RECORDS SHOWN:

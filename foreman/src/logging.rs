//! Development-time tracing for debugging the orchestrator.
//!
//! # Separation of Concerns
//!
//! - **Tracing (this module)**: Dev diagnostics via `RUST_LOG`, output to
//!   stderr. Not persisted, not part of product output.
//!
//! - **Outbox and pass artifacts (`io/outbox`, `.foreman/passes/`)**:
//!   Product artifacts. Always written, unaffected by `RUST_LOG`.

use tracing_subscriber::{EnvFilter, fmt, layer::SubscriberExt, util::SubscriberInitExt};

/// Initialize tracing subscriber for development logging.
///
/// Reads `RUST_LOG` env var. Defaults to `warn` if unset.
/// Output: stderr, compact format.
///
/// # Example
/// ```bash
/// RUST_LOG=foreman=debug cargo run -- tick
/// ```
pub fn init() {
    let filter = EnvFilter::try_from_default_env().unwrap_or_else(|_| EnvFilter::new("warn"));

    tracing_subscriber::registry()
        .with(filter)
        .with(fmt::layer().with_writer(std::io::stderr).compact())
        .init();
}
//! Shared signal types reported back to the job controller.

use serde::{Deserialize, Serialize};

/// Classification of one pass-loop iteration.
#[derive(Debug, Clone, Copy, PartialEq, Eq, Serialize, Deserialize)]
#[serde(rename_all = "snake_case")]
pub enum PassSignal {
    /// All tests passed.
    Passed,
    /// Some tests failed; the failure summary feeds the next pass.
    Failed,
    /// Generation cannot proceed without a human answer.
    BlockedQuestion,
    /// Generation produced an artifact that is not approved for execution.
    BlockedPermission,
}

/// Classification of one rebase-merge attempt.
#[derive(Debug, Clone, Copy, PartialEq, Eq, Serialize, Deserialize)]
#[serde(rename_all = "snake_case")]
pub enum MergeSignal {
    /// Rebase applied cleanly and the merge completed.
    Clean,
    /// Rebase hit conflicts; the attempt was aborted, a human must re-review.
    Conflict,
    /// The merge could not be completed for a reason other than conflicts.
    Failed,
}

/// Human decision on a permission record.
#[derive(Debug, Clone, Copy, PartialEq, Eq, Serialize, Deserialize)]
#[serde(rename_all = "snake_case")]
pub enum PermissionDecision {
    Approved,
    Denied,
}

/// Verdict from one test-suite run.
#[derive(Debug, Clone, PartialEq, Eq)]
pub struct TestVerdict {
    pub passed: bool,
    /// Tail of the test output when `passed` is false; empty otherwise.
    pub failure_summary: String,
}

WHAT THIS TASK INVOLVES: In the records above, find the line containing "the merge completed." and print it and every later line exactly, through the last one.

EXERCISE SOLUTION:
    /// Rebase applied cleanly and the merge completed.
    Clean,
    /// Rebase hit conflicts; the attempt was aborted, a human must re-review.
    Conflict,
    /// The merge could not be completed for a reason other than conflicts.
    Failed,
}

/// Human decision on a permission record.
#[derive(Debug, Clone, Copy, PartialEq, Eq, Serialize, Deserialize)]
#[serde(rename_all = "snake_case")]
pub enum PermissionDecision {
    Approved,
    Denied,
}

/// Verdict from one test-suite run.
#[derive(Debug, Clone, PartialEq, Eq)]
pub struct TestVerdict {
    pub passed: bool,
    /// Tail of the test output when `passed` is false; empty otherwise.
    pub failure_summary: String,
}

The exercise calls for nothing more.